--- Data for this exercise Enclosed Below ---

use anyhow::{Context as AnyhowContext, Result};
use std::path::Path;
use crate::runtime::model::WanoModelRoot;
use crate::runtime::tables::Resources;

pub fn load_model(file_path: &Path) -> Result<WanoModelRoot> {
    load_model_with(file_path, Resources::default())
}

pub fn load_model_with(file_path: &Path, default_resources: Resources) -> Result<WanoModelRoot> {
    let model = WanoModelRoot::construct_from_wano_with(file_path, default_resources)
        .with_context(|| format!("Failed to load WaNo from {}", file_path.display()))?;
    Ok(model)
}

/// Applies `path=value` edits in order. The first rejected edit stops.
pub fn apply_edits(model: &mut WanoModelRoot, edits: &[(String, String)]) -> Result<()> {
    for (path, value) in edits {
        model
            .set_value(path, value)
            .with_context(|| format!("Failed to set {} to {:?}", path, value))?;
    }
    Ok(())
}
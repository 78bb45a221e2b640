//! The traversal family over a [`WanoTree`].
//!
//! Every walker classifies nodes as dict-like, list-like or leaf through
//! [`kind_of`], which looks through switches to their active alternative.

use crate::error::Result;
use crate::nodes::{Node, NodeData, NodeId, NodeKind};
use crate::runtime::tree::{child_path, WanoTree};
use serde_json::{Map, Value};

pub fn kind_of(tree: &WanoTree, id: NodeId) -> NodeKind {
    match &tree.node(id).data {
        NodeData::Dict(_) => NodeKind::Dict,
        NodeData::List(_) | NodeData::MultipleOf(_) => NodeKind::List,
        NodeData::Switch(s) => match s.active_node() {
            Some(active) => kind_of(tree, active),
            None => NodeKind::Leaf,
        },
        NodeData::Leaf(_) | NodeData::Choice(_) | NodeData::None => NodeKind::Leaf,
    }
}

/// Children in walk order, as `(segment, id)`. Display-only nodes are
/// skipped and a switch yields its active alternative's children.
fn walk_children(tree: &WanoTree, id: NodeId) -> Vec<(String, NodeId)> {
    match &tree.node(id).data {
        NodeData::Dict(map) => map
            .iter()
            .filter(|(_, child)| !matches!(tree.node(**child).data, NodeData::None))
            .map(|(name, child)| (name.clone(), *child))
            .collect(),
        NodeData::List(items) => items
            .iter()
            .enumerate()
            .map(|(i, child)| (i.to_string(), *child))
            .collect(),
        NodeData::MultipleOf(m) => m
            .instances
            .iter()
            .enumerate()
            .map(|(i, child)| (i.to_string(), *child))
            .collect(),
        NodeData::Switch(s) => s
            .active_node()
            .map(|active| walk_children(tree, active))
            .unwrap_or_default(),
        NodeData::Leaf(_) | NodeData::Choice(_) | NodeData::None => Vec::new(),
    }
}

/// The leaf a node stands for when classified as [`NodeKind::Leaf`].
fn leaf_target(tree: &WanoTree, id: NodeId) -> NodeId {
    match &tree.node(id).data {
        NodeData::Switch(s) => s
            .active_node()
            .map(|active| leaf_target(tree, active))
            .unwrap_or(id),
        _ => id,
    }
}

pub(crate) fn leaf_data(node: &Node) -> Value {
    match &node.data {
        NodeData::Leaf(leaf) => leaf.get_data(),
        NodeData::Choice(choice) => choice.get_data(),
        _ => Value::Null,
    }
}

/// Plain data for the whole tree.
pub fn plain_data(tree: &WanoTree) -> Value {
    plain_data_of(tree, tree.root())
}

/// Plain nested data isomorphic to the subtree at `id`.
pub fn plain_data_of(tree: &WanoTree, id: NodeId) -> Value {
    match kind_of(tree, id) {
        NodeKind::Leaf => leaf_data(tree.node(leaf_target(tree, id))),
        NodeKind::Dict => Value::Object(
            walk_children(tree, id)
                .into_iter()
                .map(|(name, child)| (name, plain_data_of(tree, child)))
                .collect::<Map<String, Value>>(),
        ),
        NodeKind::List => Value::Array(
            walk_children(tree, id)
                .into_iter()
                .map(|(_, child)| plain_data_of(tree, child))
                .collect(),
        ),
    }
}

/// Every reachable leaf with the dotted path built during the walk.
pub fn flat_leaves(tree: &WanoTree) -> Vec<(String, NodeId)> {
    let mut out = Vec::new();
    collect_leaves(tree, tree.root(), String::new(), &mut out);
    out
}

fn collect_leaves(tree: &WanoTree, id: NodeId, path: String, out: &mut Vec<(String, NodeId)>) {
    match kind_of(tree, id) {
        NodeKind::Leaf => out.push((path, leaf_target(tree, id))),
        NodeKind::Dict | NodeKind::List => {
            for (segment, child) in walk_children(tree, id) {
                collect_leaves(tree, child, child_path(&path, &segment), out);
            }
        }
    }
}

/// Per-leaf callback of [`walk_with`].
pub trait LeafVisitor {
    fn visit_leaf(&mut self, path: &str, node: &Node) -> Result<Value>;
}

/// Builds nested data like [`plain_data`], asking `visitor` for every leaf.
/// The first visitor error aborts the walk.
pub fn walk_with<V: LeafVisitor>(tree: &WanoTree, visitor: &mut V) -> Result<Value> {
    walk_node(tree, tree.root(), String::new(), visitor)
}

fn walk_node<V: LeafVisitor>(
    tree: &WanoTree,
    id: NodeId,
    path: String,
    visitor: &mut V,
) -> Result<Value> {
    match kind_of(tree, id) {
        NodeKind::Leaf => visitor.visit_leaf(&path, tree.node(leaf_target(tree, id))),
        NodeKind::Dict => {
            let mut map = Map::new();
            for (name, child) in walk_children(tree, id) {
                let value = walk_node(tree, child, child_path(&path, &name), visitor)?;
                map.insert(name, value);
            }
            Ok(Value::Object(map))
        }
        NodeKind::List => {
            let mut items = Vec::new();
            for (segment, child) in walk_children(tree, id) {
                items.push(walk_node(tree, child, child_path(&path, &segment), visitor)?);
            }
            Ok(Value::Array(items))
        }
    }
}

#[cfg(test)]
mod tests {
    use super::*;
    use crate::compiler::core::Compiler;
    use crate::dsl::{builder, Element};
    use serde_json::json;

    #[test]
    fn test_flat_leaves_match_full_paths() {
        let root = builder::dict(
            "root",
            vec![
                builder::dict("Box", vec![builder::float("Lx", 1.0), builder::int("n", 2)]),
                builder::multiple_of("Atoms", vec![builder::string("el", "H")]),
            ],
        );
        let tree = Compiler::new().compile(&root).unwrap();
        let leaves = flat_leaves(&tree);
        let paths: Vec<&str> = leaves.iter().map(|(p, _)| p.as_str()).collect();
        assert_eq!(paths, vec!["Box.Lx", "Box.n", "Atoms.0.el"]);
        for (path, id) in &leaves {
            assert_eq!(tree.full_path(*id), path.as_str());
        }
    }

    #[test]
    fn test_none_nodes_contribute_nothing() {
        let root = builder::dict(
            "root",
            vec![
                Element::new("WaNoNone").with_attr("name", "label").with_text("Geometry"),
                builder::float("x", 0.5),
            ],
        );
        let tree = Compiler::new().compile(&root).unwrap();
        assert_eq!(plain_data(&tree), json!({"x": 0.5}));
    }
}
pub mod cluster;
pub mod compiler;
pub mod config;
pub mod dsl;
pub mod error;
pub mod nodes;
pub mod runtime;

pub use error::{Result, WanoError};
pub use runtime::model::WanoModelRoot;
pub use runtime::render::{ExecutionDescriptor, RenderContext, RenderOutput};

--- End of Enclosed Data for this exercise ---

In full and exactly as written, reproduce the records above.

use anyhow::{Context as AnyhowContext, Result};
use std::path::Path;
use crate::runtime::model::WanoModelRoot;
use crate::runtime::tables::Resources;

pub fn load_model(file_path: &Path) -> Result<WanoModelRoot> {
    load_model_with(file_path, Resources::default())
}

pub fn load_model_with(file_path: &Path, default_resources: Resources) -> Result<WanoModelRoot> {
    let model = WanoModelRoot::construct_from_wano_with(file_path, default_resources)
        .with_context(|| format!("Failed to load WaNo from {}", file_path.display()))?;
    Ok(model)
}

/// Applies `path=value` edits in order. The first rejected edit stops.
pub fn apply_edits(model: &mut WanoModelRoot, edits: &[(String, String)]) -> Result<()> {
    for (path, value) in edits {
        model
            .set_value(path, value)
            .with_context(|| format!("Failed to set {} to {:?}", path, value))?;
    }
    Ok(())
}
repository 78bb45a221e2b640
//! The traversal family over a [`WanoTree`].
//!
//! Every walker classifies nodes as dict-like, list-like or leaf through
//! [`kind_of`], which looks through switches to their active alternative.

use crate::error::Result;
use crate::nodes::{Node, NodeData, NodeId, NodeKind};
use crate::runtime::tree::{child_path, WanoTree};
use serde_json::{Map, Value};

pub fn kind_of(tree: &WanoTree, id: NodeId) -> NodeKind {
    match &tree.node(id).data {
        NodeData::Dict(_) => NodeKind::Dict,
        NodeData::List(_) | NodeData::MultipleOf(_) => NodeKind::List,
        NodeData::Switch(s) => match s.active_node() {
            Some(active) => kind_of(tree, active),
            None => NodeKind::Leaf,
        },
        NodeData::Leaf(_) | NodeData::Choice(_) | NodeData::None => NodeKind::Leaf,
    }
}

/// Children in walk order, as `(segment, id)`. Display-only nodes are
/// skipped and a switch yields its active alternative's children.
fn walk_children(tree: &WanoTree, id: NodeId) -> Vec<(String, NodeId)> {
    match &tree.node(id).data {
        NodeData::Dict(map) => map
            .iter()
            .filter(|(_, child)| !matches!(tree.node(**child).data, NodeData::None))
            .map(|(name, child)| (name.clone(), *child))
            .collect(),
        NodeData::List(items) => items
            .iter()
            .enumerate()
            .map(|(i, child)| (i.to_string(), *child))
            .collect(),
        NodeData::MultipleOf(m) => m
            .instances
            .iter()
            .enumerate()
            .map(|(i, child)| (i.to_string(), *child))
            .collect(),
        NodeData::Switch(s) => s
            .active_node()
            .map(|active| walk_children(tree, active))
            .unwrap_or_default(),
        NodeData::Leaf(_) | NodeData::Choice(_) | NodeData::None => Vec::new(),
    }
}

/// The leaf a node stands for when classified as [`NodeKind::Leaf`].
fn leaf_target(tree: &WanoTree, id: NodeId) -> NodeId {
    match &tree.node(id).data {
        NodeData::Switch(s) => s
            .active_node()
            .map(|active| leaf_target(tree, active))
            .unwrap_or(id),
        _ => id,
    }
}

pub(crate) fn leaf_data(node: &Node) -> Value {
    match &node.data {
        NodeData::Leaf(leaf) => leaf.get_data(),
        NodeData::Choice(choice) => choice.get_data(),
        _ => Value::Null,
    }
}

/// Plain data for the whole tree.
pub fn plain_data(tree: &WanoTree) -> Value {
    plain_data_of(tree, tree.root())
}

/// Plain nested data isomorphic to the subtree at `id`.
pub fn plain_data_of(tree: &WanoTree, id: NodeId) -> Value {
    match kind_of(tree, id) {
        NodeKind::Leaf => leaf_data(tree.node(leaf_target(tree, id))),
        NodeKind::Dict => Value::Object(
            walk_children(tree, id)
                .into_iter()
                .map(|(name, child)| (name, plain_data_of(tree, child)))
                .collect::<Map<String, Value>>(),
        ),
        NodeKind::List => Value::Array(
            walk_children(tree, id)
                .into_iter()
                .map(|(_, child)| plain_data_of(tree, child))
                .collect(),
        ),
    }
}

/// Every reachable leaf with the dotted path built during the walk.
pub fn flat_leaves(tree: &WanoTree) -> Vec<(String, NodeId)> {
    let mut out = Vec::new();
    collect_leaves(tree, tree.root(), String::new(), &mut out);
    out
}

fn collect_leaves(tree: &WanoTree, id: NodeId, path: String, out: &mut Vec<(String, NodeId)>) {
    match kind_of(tree, id) {
        NodeKind::Leaf => out.push((path, leaf_target(tree, id))),
        NodeKind::Dict | NodeKind::List => {
            for (segment, child) in walk_children(tree, id) {
                collect_leaves(tree, child, child_path(&path, &segment), out);
            }
        }
    }
}

/// Per-leaf callback of [`walk_with`].
pub trait LeafVisitor {
    fn visit_leaf(&mut self, path: &str, node: &Node) -> Result<Value>;
}

/// Builds nested data like [`plain_data`], asking `visitor` for every leaf.
/// The first visitor error aborts the walk.
pub fn walk_with<V: LeafVisitor>(tree: &WanoTree, visitor: &mut V) -> Result<Value> {
    walk_node(tree, tree.root(), String::new(), visitor)
}

fn walk_node<V: LeafVisitor>(
    tree: &WanoTree,
    id: NodeId,
    path: String,
    visitor: &mut V,
) -> Result<Value> {
    match kind_of(tree, id) {
        NodeKind::Leaf => visitor.visit_leaf(&path, tree.node(leaf_target(tree, id))),
        NodeKind::Dict => {
            let mut map = Map::new();
            for (name, child) in walk_children(tree, id) {
                let value = walk_node(tree, child, child_path(&path, &name), visitor)?;
                map.insert(name, value);
            }
            Ok(Value::Object(map))
        }
        NodeKind::List => {
            let mut items = Vec::new();
            for (segment, child) in walk_children(tree, id) {
                items.push(walk_node(tree, child, child_path(&path, &segment), visitor)?);
            }
            Ok(Value::Array(items))
        }
    }
}

#[cfg(test)]
mod tests {
    use super::*;
    use crate::compiler::core::Compiler;
    use crate::dsl::{builder, Element};
    use serde_json::json;

    #[test]
    fn test_flat_leaves_match_full_paths() {
        let root = builder::dict(
            "root",
            vec![
                builder::dict("Box", vec![builder::float("Lx", 1.0), builder::int("n", 2)]),
                builder::multiple_of("Atoms", vec![builder::string("el", "H")]),
            ],
        );
        let tree = Compiler::new().compile(&root).unwrap();
        let leaves = flat_leaves(&tree);
        let paths: Vec<&str> = leaves.iter().map(|(p, _)| p.as_str()).collect();
        assert_eq!(paths, vec!["Box.Lx", "Box.n", "Atoms.0.el"]);
        for (path, id) in &leaves {
            assert_eq!(tree.full_path(*id), path.as_str());
        }
    }

    #[test]
    fn test_none_nodes_contribute_nothing() {
        let root = builder::dict(
            "root",
            vec![
                Element::new("WaNoNone").with_attr("name", "label").with_text("Geometry"),
                builder::float("x", 0.5),
            ],
        );
        let tree = Compiler::new().compile(&root).unwrap();
        assert_eq!(plain_data(&tree), json!({"x": 0.5}));
    }
}
pub mod cluster;
pub mod compiler;
pub mod config;
pub mod dsl;
pub mod error;
pub mod nodes;
pub mod runtime;

pub use error::{Result, WanoError};
pub use runtime::model::WanoModelRoot;
pub use runtime::render::{ExecutionDescriptor, RenderContext, RenderOutput};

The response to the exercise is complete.